Bond v. United States
Headline: Court allows a person charged under a federal chemical-weapons law to challenge that law as intruding on state power, reversing the appeals court and sending the question back for further review.
Holding:
- Allows people charged under federal laws to challenge those laws as exceeding federal power.
- Reverses appeals court and sends federalism challenges back to lower courts for merits review.

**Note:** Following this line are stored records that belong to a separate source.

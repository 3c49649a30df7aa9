//! Translation provider trait and utilities
//!
//! `Translator` is the single capability the batch orchestrator depends on:
//! turn an ordered list of strings into the same number of strings in the
//! target language, or fail.
//!
//! # Example
//!
//! ```ignore
//! use locrisk_mt::{EchoTranslator, Translator};
//!
//! #[tokio::main]
//! async fn main() -> Result<(), Box<dyn std::error::Error>> {
//!     let provider = EchoTranslator::default();
//!     let texts = vec!["Hello".to_string(), "Goodbye".to_string()];
//!     let results = provider.translate(&texts, "fr-FR", None).await?;
//!     assert_eq!(results, vec!["[fr-FR] Hello", "[fr-FR] Goodbye"]);
//!     Ok(())
//! }
//! ```

use crate::error::{ProviderError, ProviderResult};
use async_trait::async_trait;

/// Generic trait for translation backends
///
/// Implementations handle the actual translation work, whether through an
/// API (hosted or local chat completion, a remote translation service) or
/// deterministic logic (echo).
#[async_trait]
pub trait Translator: Send + Sync {
    /// Translate `texts` into `target_lang`
    ///
    /// # Arguments
    ///
    /// * `texts` - Strings to translate, in order
    /// * `target_lang` - Target locale code (e.g., "de-DE")
    /// * `context` - Optional free-text guidance for the translator
    ///
    /// # Guarantees
    ///
    /// - Output order matches input order
    /// - Output never holds more items than the input
    async fn translate(
        &self,
        texts: &[String],
        target_lang: &str,
        context: Option<&str>,
    ) -> ProviderResult<Vec<String>>;

    /// Name of this provider, used in logs
    fn provider_name(&self) -> &str;
}

/// Validate that a locale code is in acceptable format
///
/// Checks that the locale code contains only alphanumeric characters,
/// hyphens, and underscores.
pub fn validate_locale(locale: &str) -> ProviderResult<()> {
    if locale.is_empty() {
        return Err(ProviderError::InvalidLocale(
            "Locale code is empty".to_string(),
        ));
    }

    if !locale
        .chars()
        .all(|c| c.is_ascii_alphanumeric() || c == '-' || c == '_')
    {
        return Err(ProviderError::InvalidLocale(format!(
            "Invalid characters in locale code: {}",
            locale
        )));
    }

    Ok(())
}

- May prompt closer review of laws implementing treaties in criminal prosecutions.
Summary
Background
Carol Anne Bond, a woman living outside Philadelphia, was criminally charged after a personal dispute. She placed caustic substances on a friend’s mailbox, car handle, and front door, causing a minor burn. Federal agents indicted her under a law enacted to implement a chemical-weapons treaty that bans possession or use of chemicals that can kill or harm people when not for peaceful purposes. Bond lost a motion to dismiss, entered a conditional guilty plea to preserve her challenge, and received a six-year federal sentence.
Reasoning
The Court addressed whether an individual charged under a federal law may challenge that law as exceeding Congress’s powers and intruding on state authority under the Tenth Amendment. The Court of Appeals had found Bond lacked standing to raise that federalism objection. This Court reversed that ruling, explaining that an individual who suffers a concrete injury from enforcement of a federal law can, in a proper case, challenge the law as invading state powers. The Court did not decide whether the law is unconstitutional and remanded the case so the lower court can consider the merits.
Real world impact
The decision allows criminal defendants to bring federalism-based challenges to federal statutes they face. It requires lower courts to consider whether particular federal laws, including those implementing treaties, exceed Congress’s power before upholding convictions. The ruling clarifies that standing rules do not bar as-applied federalism challenges in cases with concrete injury.
Dissents or concurrances
Justice Ginsburg, joined by Justice Breyer, stressed that a defendant has a personal right not to be convicted under an unconstitutional law and that such a conviction would be void.